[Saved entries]
——
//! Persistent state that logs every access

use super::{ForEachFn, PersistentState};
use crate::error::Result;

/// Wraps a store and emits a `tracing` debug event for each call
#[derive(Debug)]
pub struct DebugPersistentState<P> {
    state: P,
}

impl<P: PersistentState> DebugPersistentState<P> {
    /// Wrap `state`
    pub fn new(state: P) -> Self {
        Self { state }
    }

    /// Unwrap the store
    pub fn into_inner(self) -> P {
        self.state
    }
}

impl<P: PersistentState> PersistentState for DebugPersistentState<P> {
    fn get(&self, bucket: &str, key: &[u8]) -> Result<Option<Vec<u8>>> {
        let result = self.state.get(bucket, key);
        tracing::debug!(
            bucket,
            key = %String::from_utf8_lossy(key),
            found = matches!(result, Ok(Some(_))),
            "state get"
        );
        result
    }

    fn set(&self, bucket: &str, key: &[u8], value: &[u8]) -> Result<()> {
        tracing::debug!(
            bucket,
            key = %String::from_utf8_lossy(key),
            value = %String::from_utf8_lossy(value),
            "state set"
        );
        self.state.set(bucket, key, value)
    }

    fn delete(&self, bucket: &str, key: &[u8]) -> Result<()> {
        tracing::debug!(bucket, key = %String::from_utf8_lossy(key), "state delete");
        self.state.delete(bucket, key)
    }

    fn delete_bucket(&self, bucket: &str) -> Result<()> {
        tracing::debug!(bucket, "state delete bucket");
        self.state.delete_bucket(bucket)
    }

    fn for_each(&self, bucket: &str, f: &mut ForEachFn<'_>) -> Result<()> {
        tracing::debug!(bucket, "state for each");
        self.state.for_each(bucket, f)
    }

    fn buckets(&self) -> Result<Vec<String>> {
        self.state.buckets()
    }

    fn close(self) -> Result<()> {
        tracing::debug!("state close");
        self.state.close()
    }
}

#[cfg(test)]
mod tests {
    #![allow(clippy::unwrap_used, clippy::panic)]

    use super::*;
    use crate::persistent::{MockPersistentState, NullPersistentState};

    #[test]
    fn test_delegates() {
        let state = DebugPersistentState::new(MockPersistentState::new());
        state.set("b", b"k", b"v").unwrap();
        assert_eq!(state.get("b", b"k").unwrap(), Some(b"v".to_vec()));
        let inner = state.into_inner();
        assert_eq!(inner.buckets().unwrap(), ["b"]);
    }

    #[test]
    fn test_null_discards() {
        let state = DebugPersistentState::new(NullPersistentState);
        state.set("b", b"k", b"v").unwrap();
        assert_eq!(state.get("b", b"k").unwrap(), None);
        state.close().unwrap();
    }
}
——
Required work:
Copy each entry exactly, with nothing added or dropped.

Answer to the problem:
//! Persistent state that logs every access

use super::{ForEachFn, PersistentState};
use crate::error::Result;

/// Wraps a store and emits a `tracing` debug event for each call
#[derive(Debug)]
pub struct DebugPersistentState<P> {
    state: P,
}

impl<P: PersistentState> DebugPersistentState<P> {
    /// Wrap `state`
    pub fn new(state: P) -> Self {
        Self { state }
    }

    /// Unwrap the store
    pub fn into_inner(self) -> P {
        self.state
    }
}

impl<P: PersistentState> PersistentState for DebugPersistentState<P> {
    fn get(&self, bucket: &str, key: &[u8]) -> Result<Option<Vec<u8>>> {
        let result = self.state.get(bucket, key);
        tracing::debug!(
            bucket,
            key = %String::from_utf8_lossy(key),
            found = matches!(result, Ok(Some(_))),
            "state get"
        );
        result
    }

    fn set(&self, bucket: &str, key: &[u8], value: &[u8]) -> Result<()> {
        tracing::debug!(
            bucket,
            key = %String::from_utf8_lossy(key),
            value = %String::from_utf8_lossy(value),
            "state set"
        );
        self.state.set(bucket, key, value)
    }

    fn delete(&self, bucket: &str, key: &[u8]) -> Result<()> {
        tracing::debug!(bucket, key = %String::from_utf8_lossy(key), "state delete");
        self.state.delete(bucket, key)
    }

    fn delete_bucket(&self, bucket: &str) -> Result<()> {
        tracing::debug!(bucket, "state delete bucket");
        self.state.delete_bucket(bucket)
    }

    fn for_each(&self, bucket: &str, f: &mut ForEachFn<'_>) -> Result<()> {
        tracing::debug!(bucket, "state for each");
        self.state.for_each(bucket, f)
    }

    fn buckets(&self) -> Result<Vec<String>> {
        self.state.buckets()
    }

    fn close(self) -> Result<()> {
        tracing::debug!("state close");
        self.state.close()
    }
}

#[cfg(test)]
mod tests {
    #![allow(clippy::unwrap_used, clippy::panic)]

    use super::*;
    use crate::persistent::{MockPersistentState, NullPersistentState};

    #[test]
    fn test_delegates() {
        let state = DebugPersistentState::new(MockPersistentState::new());
        state.set("b", b"k", b"v").unwrap();
        assert_eq!(state.get("b", b"k").unwrap(), Some(b"v".to_vec()));
        let inner = state.into_inner();
        assert_eq!(inner.buckets().unwrap(), ["b"]);
    }

    #[test]
    fn test_null_discards() {
        let state = DebugPersistentState::new(NullPersistentState);
        state.set("b", b"k", b"v").unwrap();
        assert_eq!(state.get("b", b"k").unwrap(), None);
        state.close().unwrap();
    }
}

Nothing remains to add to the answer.